This project implements different parallel message-passing approaches for Matrix LU Factorisation. The goal is to compare the execution time for different agglomeration schemes and the cost of partial pivoting. We based our work on Michael T. Heath's class Parallel Numerical Algorithms
We implemented 3 agglomeration schemes and a sequential version:
- Agglomeration by adjacent lines
- Agglomeration by cyclic lines
- Agglomeration by 2D adjacent blocks
For the all versions except the 2D blocks, it is possible to specify if you want to use partial pivoting. The default behavior of the applications is to generate a random square matrix and calculate the factorization. The program does not check if a factorization actually exists. The result is stocked in the same matrix, the lower-triangular matrix containing the L matrix and the main diagonal and upper triangular matrix containing the U matrix.
Usage
Arguments:
- -m : Required. Size of the matrix. For the moment the applications only treat square matrixes, so only one size is required.
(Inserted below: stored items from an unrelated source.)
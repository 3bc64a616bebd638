//! `CrossAccountApi` trait 实现

use async_trait::async_trait;

use crate::error::Result;
use crate::traits::CrossAccountApi;
use crate::types::{AssumeRoleParams, EndpointConfig, Session, TemporaryCredentials};

use super::AwsClient;

#[async_trait]
impl CrossAccountApi for AwsClient {
    fn id(&self) -> &'static str {
        "aws"
    }

    fn endpoints(&self) -> &EndpointConfig {
        &self.endpoints
    }

    async fn assume_role(&self, params: &AssumeRoleParams) -> Result<TemporaryCredentials> {
        self.sts_assume_role(params).await
    }

    async fn list_hosted_zones(&self, session: &Session, max_items: u32) -> Result<()> {
        self.route53_list_hosted_zones(session, max_items).await
    }

    async fn get_hosted_zone(&self, session: &Session, hosted_zone_id: &str) -> Result<()> {
        self.route53_get_hosted_zone(session, hosted_zone_id).await
    }
}
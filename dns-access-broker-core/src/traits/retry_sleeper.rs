//! Injectable delay used between role assumption attempts

use std::time::Duration;

use async_trait::async_trait;

/// Waits out the delay between retries.
///
/// Production code uses [`TokioSleeper`]; tests substitute an implementation
/// that records requested delays instead of waiting.
#[async_trait]
pub trait RetrySleeper: Send + Sync {
    /// Suspends the calling flow for `duration`.
    async fn sleep(&self, duration: Duration);
}

/// [`RetrySleeper`] backed by `tokio::time::sleep`.
#[derive(Debug, Clone, Copy, Default)]
pub struct TokioSleeper;

#[async_trait]
impl RetrySleeper for TokioSleeper {
    async fn sleep(&self, duration: Duration) {
        tokio::time::sleep(duration).await;
    }
}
- -f : Text file to specify the input matrix. If not specified the application will generate a random matrix.
- -s : Solution file, to verify the result calculated by the application.
- -i: print the result to screen.
- -w : write the result to file.
- -p: use partial pivoting. Not available for lu_mpi_cart
- -x, y : Required for lu_mpi_cart, specify the size of a block, the sizes must be divisors of the number of nodes used and must
The makefile contains basic tests and a command to compare times for all applications given a size of a matrix and a number of nodes to use.
This work was done for INF7235 at UQAM. Our original report was written in French and is available in the latex folder.